The newspaper I used to work for had, at its heyday in the late '90s and early '00s, two staff film critics, with the result that at the end of the year, readers were given two 10 best and 10 worst lists of movies. Moulin Rouge! made one critic's 10 best list and the other's 10 worst. Well, it's that kind of movie: It either exhilarates you or exhausts you. I have a bent toward directors who have their own idiosyncratic visions, even if the idiosyncrasies can be annoying. So I will confess to being swept away by the tide of images and sounds that Baz Luhrmann crafts for his film. I wouldn't want every movie to be like it, but for me, Moulin Rouge! is fun to watch -- maybe every 10 years or so. There are those who think that Luhrmann confuses noise with life, and I get that objection, but his pastiche musical, a blend of Bollywood and Busby Berkeley filtered through what MTV used to be, has the kind of energy you don't see very often, and it's a beautiful showcase for Nicole Kidman and Ewan McGregor, not to mention the production design of Catherine Martin, the cinematography of Donald McAlpine, and the film editing of Jill Bilcock that brings their work into a dazzling flurry of images. The objection that the film is all images -- i.e., camera tricks and cutting -- is probably justified, as is the observation that none of the leads is a real singer or dancer -- Ewan McGregor is more a shouter than a singer, and Nicole Kidman's moves are poses strung in sequence by the editor. But there's no market for Freds, Gingers, Judys, and Genes anymore, so finding people with star quality who can also sing and dance is tougher than it used to be.

Friday, December 2, 2016

Nora (Pat Murphy, 2000)


A rather muddled and unsatisfactory account of the domestic life of James Joyce (Ewan McGregor) and Nora Barnacle (Susan Lynch), adapted by Murphy and Gerard Stembridge from Brenda Maddox's excellent biography, Nora.
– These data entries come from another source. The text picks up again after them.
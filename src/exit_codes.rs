//! Stable exit codes for the `conveyor` binary.

/// Workflow completed, or the command succeeded.
pub const OK: i32 = 0;
/// Any error: invalid input, exhausted resources, a failed phase, an abort.
pub const ERROR: i32 = 1;
/// The analyzer decomposed the issue into sub-issues; the run halted for triage.
pub const DECOMPOSED: i32 = 10;
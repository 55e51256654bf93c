//! CLI command implementations.
//!
//! | Module   | Commands handled                    |
//! |----------|-------------------------------------|
//! | `run`    | `Run`, `Analyze`                    |
//! | `status` | `Status`, `Abort`, `Release`, `Leases` |
//! | `issue`  | `Issue`                             |
//! | `config` | `Config`                            |

pub mod config;
pub mod issue;
pub mod run;
pub mod status;

pub use config::cmd_config;
pub use issue::cmd_issue;
pub use run::{cmd_analyze, cmd_run};
pub use status::{cmd_abort, cmd_leases, cmd_release, cmd_status};

use anyhow::Result;
use std::path::Path;

use conveyor::config::Config;

/// Load `conveyor.toml` and make sure the `.conveyor` layout exists.
pub(crate) fn load_config(project_dir: &Path, verbose: bool) -> Result<Config> {
    let config = Config::new(project_dir.to_path_buf(), verbose)?;
    for warning in config.toml.validate() {
        tracing::warn!("config: {}", warning);
    }
    config.ensure_directories()?;
    Ok(config)
}
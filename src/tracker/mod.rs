//! Issue tracker seam: issues in, comments, sub-issues and pull requests out.
//!
//! Two implementations:
//! - [`LocalTracker`]: JSON files under `.conveyor/issues/`, references `local#N`
//! - [`GitHubTracker`]: GitHub REST API, references `owner/name#N` or `#N`

pub mod github;
pub mod local;

pub use github::GitHubTracker;
pub use local::LocalTracker;

use anyhow::{Context, Result};
use async_trait::async_trait;
use serde::{Deserialize, Serialize};
use std::future::Future;
use std::sync::Arc;
use std::time::Duration;
use tracing::warn;

use crate::config::Config;
use crate::conveyor_config::TrackerKind;
use crate::errors::TrackerError;

/// Longest pause between rate-limited attempts.
const MAX_BACKOFF_SECS: u64 = 60;

/// An issue as the orchestrator consumes it.
#[derive(Debug, Clone, PartialEq, Eq, Serialize, Deserialize)]
pub struct Issue {
    pub reference: String,
    pub title: String,
    #[serde(default)]
    pub body: String,
    #[serde(default)]
    pub labels: Vec<String>,
}

/// An issue to be created.
#[derive(Debug, Clone, PartialEq, Eq, Default)]
pub struct NewIssue {
    pub title: String,
    pub body: String,
    pub labels: Vec<String>,
}

/// A pull request to be opened from `head` into the default branch (or `base`).
#[derive(Debug, Clone, PartialEq, Eq)]
pub struct NewPullRequest {
    pub head: String,
    pub base: Option<String>,
    pub title: String,
    pub body: String,
}

#[async_trait]
pub trait IssueTracker: Send + Sync {
    /// Short name for logs ("local", "github").
    fn name(&self) -> &'static str;

    async fn get_issue(&self, reference: &str) -> Result<Issue, TrackerError>;

    /// Returns the reference of the created issue.
    async fn create_issue(&self, issue: &NewIssue) -> Result<String, TrackerError>;

    async fn comment(&self, reference: &str, body: &str) -> Result<(), TrackerError>;

    /// Returns a URL or reference for the opened pull request.
    async fn open_pull_request(&self, pull: &NewPullRequest) -> Result<String, TrackerError>;
}

/// Build the tracker selected by `[tracker] kind`.
pub fn from_config(config: &Config) -> Result<Arc<dyn IssueTracker>> {
    match config.toml.tracker.kind {
        TrackerKind::Local => Ok(Arc::new(LocalTracker::new(&config.issues_dir))),
        TrackerKind::Github => {
            let repository = config
                .toml
                .tracker
                .repository
                .clone()
                .context("tracker.repository must be set for the github tracker")?;
            Ok(Arc::new(GitHubTracker::from_env(&repository)?))
        }
    }
}

/// Run `op`, retrying up to `retries` more times while the tracker reports a
/// rate limit. Waits `retry_after` seconds when given, otherwise doubles from
/// one second, capped at a minute.
pub async fn with_rate_limit_retry<T, F, Fut>(retries: u32, mut op: F) -> Result<T, TrackerError>
where
    F: FnMut() -> Fut,
    Fut: Future<Output = Result<T, TrackerError>>,
{
    let mut attempt = 0u32;
    loop {
        match op().await {
            Err(TrackerError::RateLimited { retry_after }) if attempt < retries => {
                let wait = retry_after
                    .unwrap_or_else(|| 1u64 << attempt.min(6))
                    .min(MAX_BACKOFF_SECS);
                attempt += 1;
                warn!(attempt, wait_secs = wait, "issue tracker rate limited; backing off");
                tokio::time::sleep(Duration::from_secs(wait)).await;
            }
            other => return other,
        }
    }
}

#[cfg(test)]
mod tests {
    use super::*;
    use std::sync::atomic::{AtomicU32, Ordering};

    #[tokio::test]
    async fn test_retry_until_success() {
        let calls = AtomicU32::new(0);
        let result = with_rate_limit_retry(3, || {
            let n = calls.fetch_add(1, Ordering::SeqCst);
            async move {
                if n < 2 {
                    Err(TrackerError::RateLimited {
                        retry_after: Some(0),
                    })
                } else {
                    Ok(n)
                }
            }
        })
        .await
        .unwrap();
        assert_eq!(result, 2);
        assert_eq!(calls.load(Ordering::SeqCst), 3);
    }

    #[tokio::test]
    async fn test_retry_is_bounded() {
        let calls = AtomicU32::new(0);
        let err = with_rate_limit_retry(2, || {
            calls.fetch_add(1, Ordering::SeqCst);
            async {
                Err::<(), _>(TrackerError::RateLimited {
                    retry_after: Some(0),
                })
            }
        })
        .await
        .unwrap_err();
        assert!(matches!(err, TrackerError::RateLimited { .. }));
        assert_eq!(calls.load(Ordering::SeqCst), 3);
    }

    #[tokio::test]
    async fn test_other_errors_are_not_retried() {
        let calls = AtomicU32::new(0);
        let err = with_rate_limit_retry(5, || {
            calls.fetch_add(1, Ordering::SeqCst);
            async { Err::<(), _>(TrackerError::Unauthorized("bad token".into())) }
        })
        .await
        .unwrap_err();
        assert!(matches!(err, TrackerError::Unauthorized(_)));
        assert_eq!(calls.load(Ordering::SeqCst), 1);
    }
}
use serde::Deserialize;
use serde_json::Value;

/// Events from the agent CLI's stream-json output format.
#[derive(Debug, Deserialize)]
#[serde(tag = "type")]
pub enum StreamEvent {
    #[serde(rename = "assistant")]
    Assistant {
        message: AssistantMessage,
        #[serde(default)]
        session_id: String,
    },

    #[serde(rename = "user")]
    User {},

    #[serde(rename = "result")]
    Result {
        #[serde(default)]
        subtype: String,
        #[serde(default)]
        result: Option<String>,
        #[serde(default)]
        is_error: bool,
    },

    #[serde(rename = "system")]
    System {
        #[serde(default)]
        subtype: String,
    },
}

#[derive(Debug, Deserialize)]
pub struct AssistantMessage {
    #[serde(default)]
    pub content: Vec<ContentBlock>,
}

#[derive(Debug, Deserialize)]
#[serde(tag = "type")]
pub enum ContentBlock {
    #[serde(rename = "tool_use")]
    ToolUse {
        name: String,
        #[serde(default)]
        input: Value,
    },

    #[serde(rename = "text")]
    Text { text: String },

    #[serde(other)]
    Other,
}

/// Short description of a tool call for debug logs.
pub fn describe_tool_use(name: &str, input: &Value) -> String {
    let field = |key: &str| input.get(key).and_then(|v| v.as_str());
    match name {
        "Read" | "Write" | "Edit" => match field("file_path") {
            Some(path) => format!("{} {}", name, path),
            None => name.to_string(),
        },
        "Bash" => match field("command") {
            Some(cmd) => format!("Bash: {}", crate::util::truncate(cmd, 60)),
            None => name.to_string(),
        },
        "Glob" | "Grep" => match field("pattern") {
            Some(pattern) => format!("{}: {}", name, pattern),
            None => name.to_string(),
        },
        _ => name.to_string(),
    }
}

#[cfg(test)]
mod tests {
    use super::*;

    #[test]
    fn test_parse_assistant_events() {
        let json = r#"{"type":"assistant","message":{"content":[{"type":"tool_use","name":"Read","input":{"file_path":"src/lib.rs"},"id":"1"},{"type":"text","text":"Looking"},{"type":"thinking","thinking":"hmm"}]},"session_id":"abc"}"#;
        let event: StreamEvent = serde_json::from_str(json).unwrap();
        let StreamEvent::Assistant { message, .. } = event else {
            panic!("Expected Assistant event");
        };
        assert_eq!(message.content.len(), 3);
        match &message.content[0] {
            ContentBlock::ToolUse { name, input } => {
                assert_eq!(describe_tool_use(name, input), "Read src/lib.rs");
            }
            other => panic!("Expected ToolUse, got {:?}", other),
        }
        assert!(matches!(message.content[2], ContentBlock::Other));
    }

    #[test]
    fn test_parse_result_event() {
        let json = r#"{"type":"result","subtype":"success","result":"done","is_error":false,"total_cost_usd":0.1}"#;
        match serde_json::from_str::<StreamEvent>(json).unwrap() {
            StreamEvent::Result {
                result, is_error, ..
            } => {
                assert_eq!(result.as_deref(), Some("done"));
                assert!(!is_error);
            }
            other => panic!("Expected Result, got {:?}", other),
        }
    }

    #[test]
    fn test_parse_user_and_system_events() {
        assert!(matches!(
            serde_json::from_str::<StreamEvent>(r#"{"type":"user","message":{}}"#).unwrap(),
            StreamEvent::User {}
        ));
        assert!(matches!(
            serde_json::from_str::<StreamEvent>(r#"{"type":"system","subtype":"init"}"#).unwrap(),
            StreamEvent::System { .. }
        ));
    }

    #[test]
    fn test_describe_bash() {
        let input = serde_json::json!({"command": "cargo test"});
        assert_eq!(describe_tool_use("Bash", &input), "Bash: cargo test");
        assert_eq!(describe_tool_use("Task", &input), "Task");
    }
}
use serde::{Deserialize, Serialize};

use super::ToolKind;
use crate::errors::ToolError;

/// One structured finding from a checker or reviewer.
#[derive(Debug, Clone, PartialEq, Eq, Serialize, Deserialize)]
pub struct Failure {
    #[serde(default, skip_serializing_if = "Option::is_none")]
    pub file: Option<String>,
    #[serde(default, skip_serializing_if = "Option::is_none")]
    pub line: Option<u32>,
    pub rule_or_message: String,
}

impl Failure {
    pub fn message(text: impl Into<String>) -> Self {
        Self {
            file: None,
            line: None,
            rule_or_message: text.into(),
        }
    }

    pub fn at(file: impl Into<String>, line: Option<u32>, text: impl Into<String>) -> Self {
        Self {
            file: Some(file.into()),
            line,
            rule_or_message: text.into(),
        }
    }
}

impl std::fmt::Display for Failure {
    fn fmt(&self, f: &mut std::fmt::Formatter<'_>) -> std::fmt::Result {
        match (&self.file, self.line) {
            (Some(file), Some(line)) => write!(f, "{}:{}: {}", file, line, self.rule_or_message),
            (Some(file), None) => write!(f, "{}: {}", file, self.rule_or_message),
            _ => f.write_str(&self.rule_or_message),
        }
    }
}

/// The stdout contract of a checker.
#[derive(Debug, Clone, PartialEq, Eq, Serialize, Deserialize)]
pub struct ToolReport {
    pub failures: Vec<Failure>,
}

/// What a checker run concluded.
#[derive(Debug, Clone, PartialEq, Eq)]
pub enum ToolResult {
    Passed,
    Violations(Vec<Failure>),
    /// Crash, timeout or malformed output.
    Error { message: String },
}

impl ToolResult {
    pub fn is_passed(&self) -> bool {
        matches!(self, ToolResult::Passed)
    }

    /// Failures to hand to a repair attempt.
    pub fn failures(&self) -> Vec<Failure> {
        match self {
            ToolResult::Passed => Vec::new(),
            ToolResult::Violations(failures) => failures.clone(),
            ToolResult::Error { message } => vec![Failure::message(message.clone())],
        }
    }

    fn from_failures(failures: Vec<Failure>) -> Self {
        if failures.is_empty() {
            ToolResult::Passed
        } else {
            ToolResult::Violations(failures)
        }
    }
}

impl From<ToolError> for ToolResult {
    fn from(err: ToolError) -> Self {
        ToolResult::Error {
            message: err.to_string(),
        }
    }
}

/// Outcome of asking the router to run a check.
#[derive(Debug, Clone, PartialEq, Eq)]
pub enum RouteOutcome {
    /// No external checker applies; the caller performs the check itself.
    Delegated,
    Completed(ToolResult),
    /// Cancelled; the subprocess was killed.
    Aborted,
}

/// Parse checker stdout: exactly one JSON object with a `failures` list.
pub fn parse_tool_output(kind: ToolKind, stdout: &str) -> Result<Vec<Failure>, ToolError> {
    let trimmed = stdout.trim();
    if trimmed.is_empty() {
        return Err(ToolError::OutputMalformed {
            kind: kind.to_string(),
            reason: "empty stdout".to_string(),
        });
    }
    let report: ToolReport =
        serde_json::from_str(trimmed).map_err(|e| ToolError::OutputMalformed {
            kind: kind.to_string(),
            reason: e.to_string(),
        })?;
    Ok(report.failures)
}

/// Build a result from parsed failures, keeping at most `max_failures`.
pub(crate) fn capped_result(mut failures: Vec<Failure>, max_failures: usize) -> (ToolResult, usize) {
    let cap = max_failures.max(1);
    let dropped = failures.len().saturating_sub(cap);
    failures.truncate(cap);
    (ToolResult::from_failures(failures), dropped)
}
There's not enough narrative drive in this account of their lives up to the publication of Dubliners. Mostly the film deals with the squabblings of the pair, who while mismatched intellectually seemed to have a kind of irresistible attraction to each other. The movie seems aimed at viewers with a ready knowledge of Joyce's life and work, especially the cultural and familial pressures that drove him into a life of exile from Ireland, but anyone who already possesses that knowledge is likely to be left frustrated by what appears on screen. Lynch is excellent in the title role, but McGregor never penetrates to the essence of the brilliant, self-tormenting genius of Joyce.